> _EXERCISE_:
From the line with "let mut start = window.start();" onward, reproduce each line of the entries exactly, ending at the last one, and add nothing.

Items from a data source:
● ● ● ●

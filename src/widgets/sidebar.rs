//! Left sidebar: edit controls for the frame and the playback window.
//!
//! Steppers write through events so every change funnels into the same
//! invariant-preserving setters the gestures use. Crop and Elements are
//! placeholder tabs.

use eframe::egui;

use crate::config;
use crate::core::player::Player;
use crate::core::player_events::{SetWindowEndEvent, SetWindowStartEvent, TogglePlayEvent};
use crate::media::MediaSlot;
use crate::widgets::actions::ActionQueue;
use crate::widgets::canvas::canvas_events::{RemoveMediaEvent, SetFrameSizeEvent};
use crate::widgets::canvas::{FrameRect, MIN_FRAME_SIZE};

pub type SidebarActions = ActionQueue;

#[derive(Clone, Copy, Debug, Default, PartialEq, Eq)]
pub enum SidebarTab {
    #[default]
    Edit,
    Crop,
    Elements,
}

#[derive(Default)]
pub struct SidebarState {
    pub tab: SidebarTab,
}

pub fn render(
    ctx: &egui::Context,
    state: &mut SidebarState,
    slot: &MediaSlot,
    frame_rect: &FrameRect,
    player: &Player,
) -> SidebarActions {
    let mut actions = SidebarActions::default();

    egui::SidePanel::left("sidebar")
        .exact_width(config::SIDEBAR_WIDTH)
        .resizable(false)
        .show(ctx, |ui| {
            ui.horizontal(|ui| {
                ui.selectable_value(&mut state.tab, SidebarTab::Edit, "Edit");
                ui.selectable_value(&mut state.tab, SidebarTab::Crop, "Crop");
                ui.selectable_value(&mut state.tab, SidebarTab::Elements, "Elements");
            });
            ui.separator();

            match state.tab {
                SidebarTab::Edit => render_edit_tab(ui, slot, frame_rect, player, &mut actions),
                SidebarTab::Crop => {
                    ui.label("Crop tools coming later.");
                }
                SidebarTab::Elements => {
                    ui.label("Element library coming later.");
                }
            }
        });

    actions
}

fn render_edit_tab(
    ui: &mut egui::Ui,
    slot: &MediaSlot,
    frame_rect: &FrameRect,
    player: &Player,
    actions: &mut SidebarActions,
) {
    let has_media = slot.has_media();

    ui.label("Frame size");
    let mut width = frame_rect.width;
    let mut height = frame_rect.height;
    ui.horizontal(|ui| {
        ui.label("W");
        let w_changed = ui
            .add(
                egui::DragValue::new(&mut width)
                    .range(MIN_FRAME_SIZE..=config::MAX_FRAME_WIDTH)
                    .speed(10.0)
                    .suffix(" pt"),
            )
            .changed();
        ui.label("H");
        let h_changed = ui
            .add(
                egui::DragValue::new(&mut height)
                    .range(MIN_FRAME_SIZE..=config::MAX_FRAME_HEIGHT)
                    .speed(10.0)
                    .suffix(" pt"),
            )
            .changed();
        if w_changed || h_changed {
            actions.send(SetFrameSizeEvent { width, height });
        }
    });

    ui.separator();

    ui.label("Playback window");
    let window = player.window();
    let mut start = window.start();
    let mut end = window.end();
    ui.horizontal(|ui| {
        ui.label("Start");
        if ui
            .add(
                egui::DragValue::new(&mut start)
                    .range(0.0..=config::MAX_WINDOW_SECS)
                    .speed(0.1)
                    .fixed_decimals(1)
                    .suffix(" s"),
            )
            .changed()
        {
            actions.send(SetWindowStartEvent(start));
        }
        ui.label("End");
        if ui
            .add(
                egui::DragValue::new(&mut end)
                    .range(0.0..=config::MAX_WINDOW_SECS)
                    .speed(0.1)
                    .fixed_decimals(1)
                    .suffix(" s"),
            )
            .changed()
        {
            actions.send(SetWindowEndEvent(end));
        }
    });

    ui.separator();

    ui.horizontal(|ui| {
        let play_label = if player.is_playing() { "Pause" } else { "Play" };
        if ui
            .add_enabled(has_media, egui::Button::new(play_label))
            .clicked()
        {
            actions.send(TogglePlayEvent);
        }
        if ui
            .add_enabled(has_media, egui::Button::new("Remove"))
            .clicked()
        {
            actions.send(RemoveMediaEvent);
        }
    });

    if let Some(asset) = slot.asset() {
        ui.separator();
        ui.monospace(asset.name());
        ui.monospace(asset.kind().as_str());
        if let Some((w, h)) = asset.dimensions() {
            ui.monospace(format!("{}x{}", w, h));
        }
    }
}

● ● ● ●

> _OUTPUT OF THE TASK_:
    let mut start = window.start();
    let mut end = window.end();
    ui.horizontal(|ui| {
        ui.label("Start");
        if ui
            .add(
                egui::DragValue::new(&mut start)
                    .range(0.0..=config::MAX_WINDOW_SECS)
                    .speed(0.1)
                    .fixed_decimals(1)
                    .suffix(" s"),
            )
            .changed()
        {
            actions.send(SetWindowStartEvent(start));
        }
        ui.label("End");
        if ui
            .add(
                egui::DragValue::new(&mut end)
                    .range(0.0..=config::MAX_WINDOW_SECS)
                    .speed(0.1)
                    .fixed_decimals(1)
                    .suffix(" s"),
            )
            .changed()
        {
            actions.send(SetWindowEndEvent(end));
        }
    });

    ui.separator();

    ui.horizontal(|ui| {
        let play_label = if player.is_playing() { "Pause" } else { "Play" };
        if ui
            .add_enabled(has_media, egui::Button::new(play_label))
            .clicked()
        {
            actions.send(TogglePlayEvent);
        }
        if ui
            .add_enabled(has_media, egui::Button::new("Remove"))
            .clicked()
        {
            actions.send(RemoveMediaEvent);
        }
    });

    if let Some(asset) = slot.asset() {
        ui.separator();
        ui.monospace(asset.name());
        ui.monospace(asset.kind().as_str());
        if let Some((w, h)) = asset.dimensions() {
            ui.monospace(format!("{}x{}", w, h));
        }
    }
}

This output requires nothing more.